Segment Start: DATA SUPPLIED

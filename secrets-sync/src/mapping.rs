//! Validated mapping specs
//!
//! The raw `SyncedSecret` spec allows any combination of optional fields.
//! Conversion into [`MappingSpec`] checks that each entry sets exactly one
//! source and that output names are unique, so the resolver only ever sees
//! well-formed input.

use crate::crd::{DataEntrySpec, SyncedSecret, SyncedSecretSpec, ValueFrom};
use crate::{Result, SyncError};
use kube::ResourceExt;
use std::collections::HashSet;

#[derive(Debug, Clone, PartialEq, Eq)]
pub enum MappingSpec {
    /// Import every key of one JSON secret
    DataFrom { secret_name: String },
    /// Ordered list of output entries
    Data(Vec<DataEntry>),
}

#[derive(Debug, Clone, PartialEq, Eq)]
pub struct DataEntry {
    pub name: String,
    pub source: DataSource,
}

#[derive(Debug, Clone, PartialEq, Eq)]
pub enum DataSource {
    Literal(String),
    KeyRef { secret_name: String, secret_key: String },
    WholeValueRef { secret_name: String },
    Template(String),
}

/// A mapping resource as tracked by the reconciler.
#[derive(Debug, Clone, PartialEq, Eq)]
pub struct MappingResource {
    pub name: String,
    pub namespace: String,
    /// Empty when the resource declares no role
    pub iam_role: String,
    pub spec: MappingSpec,
}

/// `namespace/name` identity of a mapping resource.
#[derive(Debug, Clone, PartialEq, Eq, Hash, PartialOrd, Ord)]
pub struct ResourceKey {
    pub namespace: String,
    pub name: String,
}

impl ResourceKey {
    pub fn new(namespace: impl Into<String>, name: impl Into<String>) -> Self {
        Self {
            namespace: namespace.into(),
            name: name.into(),
        }
    }
}

impl std::fmt::Display for ResourceKey {
    fn fmt(&self, f: &mut std::fmt::Formatter<'_>) -> std::fmt::Result {
        write!(f, "{}/{}", self.namespace, self.name)
    }
}

impl MappingResource {
    pub fn key(&self) -> ResourceKey {
        ResourceKey::new(&self.namespace, &self.name)
    }

    /// Validate a watched `SyncedSecret` object.
    pub fn from_object(object: &SyncedSecret) -> Result<Self> {
        let namespace = object
            .namespace()
            .ok_or_else(|| SyncError::InvalidSpec("SyncedSecret has no namespace".to_string()))?;

        Ok(Self {
            name: object.name_any(),
            namespace,
            iam_role: object.spec.iam_role.clone().unwrap_or_default().trim().to_string(),
            spec: MappingSpec::try_from(&object.spec)?,
        })
    }
}

impl TryFrom<&SyncedSecretSpec> for MappingSpec {
    type Error = SyncError;

    fn try_from(spec: &SyncedSecretSpec) -> Result<Self> {
        match (&spec.data, &spec.data_from) {
            (Some(_), Some(_)) => Err(SyncError::InvalidSpec(
                "data and dataFrom are mutually exclusive".to_string(),
            )),
            (None, None) => Err(SyncError::InvalidSpec(
                "one of data or dataFrom is required".to_string(),
            )),
            (None, Some(data_from)) => {
                let secret_name = data_from.secret_ref.name.trim();
                if secret_name.is_empty() {
                    return Err(SyncError::InvalidSpec(
                        "dataFrom.secretRef.name must not be empty".to_string(),
                    ));
                }
                Ok(MappingSpec::DataFrom {
                    secret_name: secret_name.to_string(),
                })
            }
            (Some(entries), None) => {
                let mut seen = HashSet::new();
                let mut parsed = Vec::with_capacity(entries.len());
                for entry in entries {
                    let entry = DataEntry::try_from(entry)?;
                    if !seen.insert(entry.name.clone()) {
                        return Err(SyncError::InvalidSpec(format!(
                            "duplicate data entry name '{}'",
                            entry.name
                        )));
                    }
                    parsed.push(entry);
                }
                Ok(MappingSpec::Data(parsed))
            }
        }
    }
}

impl TryFrom<&DataEntrySpec> for DataEntry {
    type Error = SyncError;

    fn try_from(entry: &DataEntrySpec) -> Result<Self> {
        validate_key_name(&entry.name)?;

        let (secret_ref, template) = match &entry.value_from {
            Some(ValueFrom {
                secret_ref,
                template,
            }) => {
                if secret_ref.is_none() && template.is_none() {
                    return Err(SyncError::InvalidSpec(format!(
                        "entry '{}': valueFrom needs secretRef or template",
                        entry.name
                    )));
                }
                (secret_ref.as_ref(), template.as_ref())
            }
            None => (None, None),
        };

        let mut sources = Vec::new();
        if let Some(value) = &entry.value {
            sources.push(DataSource::Literal(value.clone()));
        }
        if let Some(key_ref) = &entry.secret_key_ref {
            sources.push(DataSource::KeyRef {
                secret_name: key_ref.name.clone(),
                secret_key: key_ref.key.clone(),
            });
        }
        if let Some(secret_ref) = secret_ref {
            sources.push(DataSource::WholeValueRef {
                secret_name: secret_ref.name.clone(),
            });
        }
        if let Some(template) = template {
            sources.push(DataSource::Template(template.clone()));
        }

        if sources.len() != 1 {
            return Err(SyncError::InvalidSpec(format!(
                "entry '{}' must set exactly one of value, secretKeyRef, valueFrom.secretRef, valueFrom.template (found {})",
                entry.name,
                sources.len()
            )));
        }

        let source = sources.remove(0);
        match &source {
            DataSource::KeyRef {
                secret_name,
                secret_key,
            } if secret_name.is_empty() || secret_key.is_empty() => {
                return Err(SyncError::InvalidSpec(format!(
                    "entry '{}': secretKeyRef needs both name and key",
                    entry.name
                )));
            }
            DataSource::WholeValueRef { secret_name } if secret_name.is_empty() => {
                return Err(SyncError::InvalidSpec(format!(
                    "entry '{}': valueFrom.secretRef.name must not be empty",
                    entry.name
                )));
            }
            _ => {}
        }

        Ok(DataEntry {
            name: entry.name.clone(),
            source,
        })
    }
}

/// Kubernetes Secret data keys may only contain alphanumerics, `-`, `_` and `.`.
fn validate_key_name(name: &str) -> Result<()> {
    let valid = !name.is_empty()
        && name.len() <= 253
        && name
            .chars()
            .all(|c| c.is_ascii_alphanumeric() || matches!(c, '-' | '_' | '.'));
    if valid {
        Ok(())
    } else {
        Err(SyncError::InvalidSpec(format!(
            "'{}' is not a valid secret key name",
            name
        )))
    }
}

Segment End: DATA SUPPLIED

What you return should be exactly the lines above, starting at the one with "let secret_name = data_from.secret_ref.name.trim();" and ending at the one with "let entry = DataEntry::try_from(entry)?;", and nothing else.

                let secret_name = data_from.secret_ref.name.trim();
                if secret_name.is_empty() {
                    return Err(SyncError::InvalidSpec(
                        "dataFrom.secretRef.name must not be empty".to_string(),
                    ));
                }
                Ok(MappingSpec::DataFrom {
                    secret_name: secret_name.to_string(),
                })
            }
            (Some(entries), None) => {
                let mut seen = HashSet::new();
                let mut parsed = Vec::with_capacity(entries.len());
                for entry in entries {
                    let entry = DataEntry::try_from(entry)?;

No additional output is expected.